The militants are from five banned Islamic groups, including two India accuses of carrying out a Dec-13 suicide raid on the Indian parliament.
“We are in the process of categorising these people to see who are innocent and who are dangerous,” Brig Javed Iqbal Cheema, head of the Interior Ministry’s Crisis Management Cell, told Reuters.
The cell oversees the crackdown on Muslim militants ordered by President Gen Pervez Musharraf in his address on Jan 12.
“We are working on a policy to deal with them. It will take some time to finalise this policy,” Cheema said.
“We may ask them to fill a surety bond and give guarantee that they will not indulge in such (militant) activities before releasing them,” he added.

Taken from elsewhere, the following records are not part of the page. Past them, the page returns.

#[cfg(test)]
mod tests {
    use super::*;
    use mandate_core::{PriceField, price_series_from_frame};

    fn dates() -> (NaiveDate, NaiveDate) {
        (
            NaiveDate::from_ymd_opt(2024, 1, 1).unwrap(),
            NaiveDate::from_ymd_opt(2024, 3, 31).unwrap(),
        )
    }

    fn parse(json: serde_json::Value) -> Result<DataFrame> {
        let (start, end) = dates();
        let response: ChartResponse = serde_json::from_value(json).unwrap();
        YahooProvider::new().parse_chart_response(&Symbol::new("^FCHI"), start, end, response)
    }

    #[test]
    fn test_build_chart_url() {
        let provider = YahooProvider::new();
        let symbol = Symbol::new("^fchi");
        let (start, end) = dates();

        let url = provider.build_chart_url(&symbol, start, end, DataFrequency::Monthly);

        assert!(url.contains("/%5EFCHI?"));
        assert!(url.contains("interval=1mo"));
        assert!(url.contains("period1=1704067200"));
        assert!(url.contains("includeAdjustedClose=true"));
    }

    #[test]
    fn test_provider_info() {
        let provider = YahooProvider::new();

        assert_eq!(provider.name(), "Yahoo Finance");
        assert!(provider.supports(DataFrequency::Daily));
        assert!(provider.supports(DataFrequency::Weekly));
        assert!(provider.supports(DataFrequency::Monthly));
    }

    #[test]
    fn test_parse_chart_response() {
        // 2024-01-02, 2024-02-01, 2024-03-01 at 08:00 UTC
        let df = parse(serde_json::json!({
            "chart": {
                "result": [{
                    "timestamp": [1704182400, 1706774400, 1709280000],
                    "indicators": {
                        "quote": [{
                            "open": [7530.0, 7640.0, 7930.0],
                            "high": [7600.0, 7700.0, 8100.0],
                            "low": [7500.0, 7600.0, 7900.0],
                            "close": [7650.0, null, 8200.0],
                            "volume": [1000, 1200, null]
                        }]
                    },
                    "adjclose": null
                }],
                "error": null
            }
        }))
        .unwrap();

        assert_eq!(df.height(), 3);
        let series = price_series_from_frame(&df, PriceField::AdjustedClose).unwrap();
        assert_eq!(series.prices(), vec![7650.0, 8200.0]);
        assert_eq!(
            series.first().unwrap().timestamp,
            NaiveDate::from_ymd_opt(2024, 1, 2).unwrap()
        );
    }

    #[test]
    fn test_local_midnight_bars_keep_their_date() {
        // 2024-01-01 and 2024-02-01 at 00:00 Paris time
        let df = parse(serde_json::json!({
            "chart": {
                "result": [{
                    "meta": { "gmtoffset": 3600, "exchangeTimezoneName": "Europe/Paris" },
                    "timestamp": [1704063600, 1706742000],
                    "indicators": {
                        "quote": [{ "close": [7543.0, 7656.0] }],
                        "adjclose": [{ "adjclose": [7543.0, 7656.0] }]
                    }
                }],
                "error": null
            }
        }))
        .unwrap();

        let series = price_series_from_frame(&df, PriceField::Close).unwrap();
        let dates: Vec<NaiveDate> = series.iter().map(|p| p.timestamp).collect();
        assert_eq!(
            dates,
            vec![
                NaiveDate::from_ymd_opt(2024, 1, 1).unwrap(),
                NaiveDate::from_ymd_opt(2024, 2, 1).unwrap(),
            ]
        );

        let period = mandate_core::Period::new(
            "Q1",
            NaiveDate::from_ymd_opt(2024, 1, 1).unwrap(),
            NaiveDate::from_ymd_opt(2024, 2, 29).unwrap(),
            "blue",
        )
        .unwrap();
        assert_eq!(series.slice(&period).len(), 2);
    }

    #[test]
    fn test_parse_empty_range() {
        let err = parse(serde_json::json!({
            "chart": {
                "result": [{ "indicators": { "quote": [{}] } }],
                "error": null
            }
        }))
        .unwrap_err();
        assert!(matches!(err, DataError::DataNotAvailable { .. }));
    }

    #[test]
    fn test_parse_missing_result() {
        let err = parse(serde_json::json!({
            "chart": { "result": null, "error": null }
        }))
        .unwrap_err();
        assert!(matches!(err, DataError::SymbolNotFound(_)));
    }

    #[tokio::test(start_paused = true)]
    async fn test_rate_limit_spaces_concurrent_requests() {
        let provider = YahooProvider::with_rate_limit(Duration::from_millis(500));
        let start = Instant::now();

        tokio::join!(
            provider.apply_rate_limit(),
            provider.apply_rate_limit(),
            provider.apply_rate_limit()
        );

        assert!(start.elapsed() >= Duration::from_millis(1000));
    }

    #[test]
    fn test_default() {
        let provider = YahooProvider::default();
        assert_eq!(provider.name(), "Yahoo Finance");
    }
}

The move to free the activists came amid a fresh offensive by the military government against Muslim militants with the detention of 58 activists over a murderous attack on a Shia mosque.
Eleven Shia worshippers died in Tuesday’s attack as they were praying in a mosque in Rawalpindi, near the capital Islamabad.
STIRRING UP TROUBLE: Under pressure from western leaders, Musharraf in his January address vowed to rein in Islamic militancy and outlawed five militant groups accused of fomenting religious unrest among minority Shia and majority Sunni sects in Pakistan and stirring up trouble elsewhere.
Thousands of people were rounded up within days of the speech, and under the law of the land they can be detained for up to three months without charge.
Under this order, the authorities also detained leaders of two main Islamic groups.
Police in November detained Qazi Hussain Ahmed, the head of Jamaat-i-Islami, and Maulana Fazlur Rehman, the head of Jamiat Ulema-i-Islam. They were detained at the height of pro-Taliban protests by the hardline Muslim groups.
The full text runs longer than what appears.